══ Extracted entries

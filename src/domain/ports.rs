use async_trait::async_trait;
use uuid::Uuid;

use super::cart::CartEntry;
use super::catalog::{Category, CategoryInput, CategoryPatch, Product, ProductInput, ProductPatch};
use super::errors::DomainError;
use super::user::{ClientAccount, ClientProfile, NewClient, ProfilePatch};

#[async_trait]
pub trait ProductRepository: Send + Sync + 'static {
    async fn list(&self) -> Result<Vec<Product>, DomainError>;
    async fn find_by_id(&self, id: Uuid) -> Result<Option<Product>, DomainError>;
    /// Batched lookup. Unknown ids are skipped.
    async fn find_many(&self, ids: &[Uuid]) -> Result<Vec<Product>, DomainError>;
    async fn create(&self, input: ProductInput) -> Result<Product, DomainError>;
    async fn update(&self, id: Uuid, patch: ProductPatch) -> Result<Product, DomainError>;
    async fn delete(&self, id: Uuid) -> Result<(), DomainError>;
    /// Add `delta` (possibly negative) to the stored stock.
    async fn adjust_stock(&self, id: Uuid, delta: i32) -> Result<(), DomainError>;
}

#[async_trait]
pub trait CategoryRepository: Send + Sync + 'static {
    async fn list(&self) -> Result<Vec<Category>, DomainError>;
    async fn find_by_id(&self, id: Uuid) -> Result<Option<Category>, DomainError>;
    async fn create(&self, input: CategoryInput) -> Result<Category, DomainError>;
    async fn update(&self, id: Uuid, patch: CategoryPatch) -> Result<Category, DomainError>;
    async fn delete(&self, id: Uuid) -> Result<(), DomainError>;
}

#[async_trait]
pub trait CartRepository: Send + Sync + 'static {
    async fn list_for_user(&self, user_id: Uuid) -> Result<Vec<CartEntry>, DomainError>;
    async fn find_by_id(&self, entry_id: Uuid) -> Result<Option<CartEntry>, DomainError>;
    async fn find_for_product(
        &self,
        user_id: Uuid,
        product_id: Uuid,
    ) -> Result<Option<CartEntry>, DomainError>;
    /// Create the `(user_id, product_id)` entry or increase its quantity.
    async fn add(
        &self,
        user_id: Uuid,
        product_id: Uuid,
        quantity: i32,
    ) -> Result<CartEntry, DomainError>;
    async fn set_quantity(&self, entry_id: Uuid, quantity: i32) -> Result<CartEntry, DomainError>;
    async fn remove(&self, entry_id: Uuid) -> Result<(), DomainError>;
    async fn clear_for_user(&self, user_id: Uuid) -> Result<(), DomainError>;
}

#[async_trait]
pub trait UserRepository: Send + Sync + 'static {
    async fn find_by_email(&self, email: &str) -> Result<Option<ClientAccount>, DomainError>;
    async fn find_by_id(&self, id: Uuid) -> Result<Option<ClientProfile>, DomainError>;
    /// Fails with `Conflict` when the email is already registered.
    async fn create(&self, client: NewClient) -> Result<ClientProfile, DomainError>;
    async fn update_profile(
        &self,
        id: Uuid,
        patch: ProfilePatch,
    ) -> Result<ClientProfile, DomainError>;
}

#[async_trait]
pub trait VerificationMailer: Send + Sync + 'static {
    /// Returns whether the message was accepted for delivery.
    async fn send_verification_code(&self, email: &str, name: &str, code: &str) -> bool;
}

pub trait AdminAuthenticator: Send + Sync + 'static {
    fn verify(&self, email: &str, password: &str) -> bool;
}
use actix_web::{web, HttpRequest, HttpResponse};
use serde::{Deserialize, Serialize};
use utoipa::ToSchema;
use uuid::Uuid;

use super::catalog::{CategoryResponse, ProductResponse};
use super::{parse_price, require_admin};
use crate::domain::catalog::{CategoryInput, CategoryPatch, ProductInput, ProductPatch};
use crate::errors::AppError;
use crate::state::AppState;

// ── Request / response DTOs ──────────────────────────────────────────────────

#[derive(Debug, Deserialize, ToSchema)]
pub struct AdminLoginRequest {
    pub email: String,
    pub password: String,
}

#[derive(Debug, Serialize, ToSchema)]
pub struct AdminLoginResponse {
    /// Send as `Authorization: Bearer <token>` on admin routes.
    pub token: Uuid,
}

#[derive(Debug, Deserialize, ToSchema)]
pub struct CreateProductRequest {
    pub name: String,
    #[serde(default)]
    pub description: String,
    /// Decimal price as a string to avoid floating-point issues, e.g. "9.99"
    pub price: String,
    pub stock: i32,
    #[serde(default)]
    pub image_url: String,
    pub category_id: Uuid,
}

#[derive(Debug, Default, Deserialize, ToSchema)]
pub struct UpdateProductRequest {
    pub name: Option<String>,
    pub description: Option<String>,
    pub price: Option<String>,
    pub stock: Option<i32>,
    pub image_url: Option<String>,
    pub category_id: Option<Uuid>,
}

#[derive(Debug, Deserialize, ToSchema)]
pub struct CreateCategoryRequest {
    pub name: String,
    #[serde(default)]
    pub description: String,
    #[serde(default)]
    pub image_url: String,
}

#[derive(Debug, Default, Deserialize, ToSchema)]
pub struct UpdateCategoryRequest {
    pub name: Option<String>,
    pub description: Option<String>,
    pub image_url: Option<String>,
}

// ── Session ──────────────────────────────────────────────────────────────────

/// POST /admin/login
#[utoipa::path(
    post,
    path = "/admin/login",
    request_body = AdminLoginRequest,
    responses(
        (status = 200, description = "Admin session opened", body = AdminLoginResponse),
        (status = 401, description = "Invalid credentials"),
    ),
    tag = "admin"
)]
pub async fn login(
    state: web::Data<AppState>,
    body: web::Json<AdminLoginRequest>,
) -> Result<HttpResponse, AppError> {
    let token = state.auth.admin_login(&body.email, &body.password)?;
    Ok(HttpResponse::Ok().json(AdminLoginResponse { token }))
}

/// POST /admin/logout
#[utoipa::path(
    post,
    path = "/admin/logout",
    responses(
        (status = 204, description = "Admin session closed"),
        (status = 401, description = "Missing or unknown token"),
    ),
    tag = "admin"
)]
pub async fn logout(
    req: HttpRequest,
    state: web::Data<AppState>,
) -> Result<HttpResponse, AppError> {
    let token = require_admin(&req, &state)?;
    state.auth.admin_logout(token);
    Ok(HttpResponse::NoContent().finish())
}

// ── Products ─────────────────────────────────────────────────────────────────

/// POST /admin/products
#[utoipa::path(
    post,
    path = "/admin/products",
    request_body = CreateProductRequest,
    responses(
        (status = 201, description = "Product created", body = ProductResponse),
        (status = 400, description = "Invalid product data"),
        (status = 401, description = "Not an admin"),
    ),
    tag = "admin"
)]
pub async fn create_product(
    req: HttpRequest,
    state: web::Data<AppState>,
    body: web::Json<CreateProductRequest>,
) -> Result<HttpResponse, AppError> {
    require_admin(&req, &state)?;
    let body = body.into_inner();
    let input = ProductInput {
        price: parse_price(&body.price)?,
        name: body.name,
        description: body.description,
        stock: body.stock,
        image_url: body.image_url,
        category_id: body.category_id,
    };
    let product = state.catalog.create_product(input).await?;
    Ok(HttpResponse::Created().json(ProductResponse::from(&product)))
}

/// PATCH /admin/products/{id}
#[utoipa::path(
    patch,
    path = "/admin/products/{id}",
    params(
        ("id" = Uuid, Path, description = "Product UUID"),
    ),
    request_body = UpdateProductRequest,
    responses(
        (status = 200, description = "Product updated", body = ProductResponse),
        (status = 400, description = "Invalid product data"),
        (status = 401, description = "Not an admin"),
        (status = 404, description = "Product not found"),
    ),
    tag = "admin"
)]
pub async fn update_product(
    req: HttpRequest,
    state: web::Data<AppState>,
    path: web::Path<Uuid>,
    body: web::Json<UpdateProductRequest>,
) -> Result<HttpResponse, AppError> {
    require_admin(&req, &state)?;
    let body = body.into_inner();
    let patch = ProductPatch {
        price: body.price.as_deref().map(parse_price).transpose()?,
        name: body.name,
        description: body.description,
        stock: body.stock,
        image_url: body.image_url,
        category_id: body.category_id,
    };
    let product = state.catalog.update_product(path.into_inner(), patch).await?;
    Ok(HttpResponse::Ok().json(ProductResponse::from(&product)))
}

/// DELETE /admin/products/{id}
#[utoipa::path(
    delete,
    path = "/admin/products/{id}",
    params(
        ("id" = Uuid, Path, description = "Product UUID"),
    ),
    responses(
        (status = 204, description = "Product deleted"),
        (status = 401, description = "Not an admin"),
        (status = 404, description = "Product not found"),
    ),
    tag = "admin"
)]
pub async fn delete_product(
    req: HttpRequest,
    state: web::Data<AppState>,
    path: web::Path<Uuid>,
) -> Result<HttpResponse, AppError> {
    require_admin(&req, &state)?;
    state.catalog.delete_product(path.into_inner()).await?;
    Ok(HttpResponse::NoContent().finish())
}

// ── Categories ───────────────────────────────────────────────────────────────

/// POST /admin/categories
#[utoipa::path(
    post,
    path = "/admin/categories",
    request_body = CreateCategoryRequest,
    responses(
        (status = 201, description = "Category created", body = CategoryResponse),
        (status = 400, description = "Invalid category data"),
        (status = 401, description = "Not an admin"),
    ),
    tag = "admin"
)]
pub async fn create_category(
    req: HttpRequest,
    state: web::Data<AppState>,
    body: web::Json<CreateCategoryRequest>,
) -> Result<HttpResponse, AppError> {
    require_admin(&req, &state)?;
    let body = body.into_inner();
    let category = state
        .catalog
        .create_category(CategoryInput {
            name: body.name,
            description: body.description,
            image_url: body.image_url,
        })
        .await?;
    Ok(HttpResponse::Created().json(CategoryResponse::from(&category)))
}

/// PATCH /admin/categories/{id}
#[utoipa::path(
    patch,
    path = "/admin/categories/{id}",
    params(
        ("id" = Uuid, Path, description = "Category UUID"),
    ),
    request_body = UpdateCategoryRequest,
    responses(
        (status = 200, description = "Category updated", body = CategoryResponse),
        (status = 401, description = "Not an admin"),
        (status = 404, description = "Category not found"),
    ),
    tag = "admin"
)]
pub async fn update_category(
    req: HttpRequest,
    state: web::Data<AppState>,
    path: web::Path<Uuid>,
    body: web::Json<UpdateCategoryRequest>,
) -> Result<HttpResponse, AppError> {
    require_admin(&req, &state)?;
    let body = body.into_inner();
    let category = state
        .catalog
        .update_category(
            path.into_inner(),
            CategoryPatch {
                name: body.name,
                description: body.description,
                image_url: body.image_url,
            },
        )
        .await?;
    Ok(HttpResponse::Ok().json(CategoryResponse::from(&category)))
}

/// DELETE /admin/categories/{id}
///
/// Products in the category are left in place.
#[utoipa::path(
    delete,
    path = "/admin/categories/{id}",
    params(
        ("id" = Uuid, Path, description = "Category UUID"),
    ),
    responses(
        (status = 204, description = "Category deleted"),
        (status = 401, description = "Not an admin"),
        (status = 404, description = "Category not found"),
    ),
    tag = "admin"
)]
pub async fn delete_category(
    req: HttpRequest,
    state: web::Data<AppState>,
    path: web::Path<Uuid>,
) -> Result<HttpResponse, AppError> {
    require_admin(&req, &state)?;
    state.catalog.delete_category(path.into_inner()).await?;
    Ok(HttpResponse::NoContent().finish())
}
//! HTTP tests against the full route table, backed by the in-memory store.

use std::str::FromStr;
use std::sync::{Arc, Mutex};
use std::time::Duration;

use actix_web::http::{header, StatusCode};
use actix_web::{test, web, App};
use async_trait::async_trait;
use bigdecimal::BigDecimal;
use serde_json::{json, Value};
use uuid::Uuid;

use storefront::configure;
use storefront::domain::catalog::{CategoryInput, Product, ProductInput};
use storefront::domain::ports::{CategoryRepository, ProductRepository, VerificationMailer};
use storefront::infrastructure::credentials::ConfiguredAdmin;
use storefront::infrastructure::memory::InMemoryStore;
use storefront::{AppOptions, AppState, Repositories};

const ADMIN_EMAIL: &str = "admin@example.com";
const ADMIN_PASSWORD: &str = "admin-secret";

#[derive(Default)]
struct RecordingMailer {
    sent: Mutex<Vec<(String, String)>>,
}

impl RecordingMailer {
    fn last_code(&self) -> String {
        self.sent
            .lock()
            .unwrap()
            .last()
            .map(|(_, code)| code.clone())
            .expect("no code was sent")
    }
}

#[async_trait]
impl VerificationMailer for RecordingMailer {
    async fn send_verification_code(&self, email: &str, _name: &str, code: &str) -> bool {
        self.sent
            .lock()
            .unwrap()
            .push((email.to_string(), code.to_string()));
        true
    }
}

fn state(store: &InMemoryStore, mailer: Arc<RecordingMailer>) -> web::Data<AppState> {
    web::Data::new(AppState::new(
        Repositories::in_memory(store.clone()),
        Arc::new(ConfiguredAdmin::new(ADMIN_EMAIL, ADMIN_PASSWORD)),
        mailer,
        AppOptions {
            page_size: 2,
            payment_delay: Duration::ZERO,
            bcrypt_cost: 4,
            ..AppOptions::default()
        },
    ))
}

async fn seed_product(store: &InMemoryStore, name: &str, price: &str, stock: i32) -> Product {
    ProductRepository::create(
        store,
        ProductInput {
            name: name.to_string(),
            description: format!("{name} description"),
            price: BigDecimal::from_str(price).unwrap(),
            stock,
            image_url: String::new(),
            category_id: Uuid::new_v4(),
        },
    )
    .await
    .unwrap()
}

════

■ Task: Determine how many lines of the data above contain the string "storefront", and give the result with nothing else.

■ Solution below: 6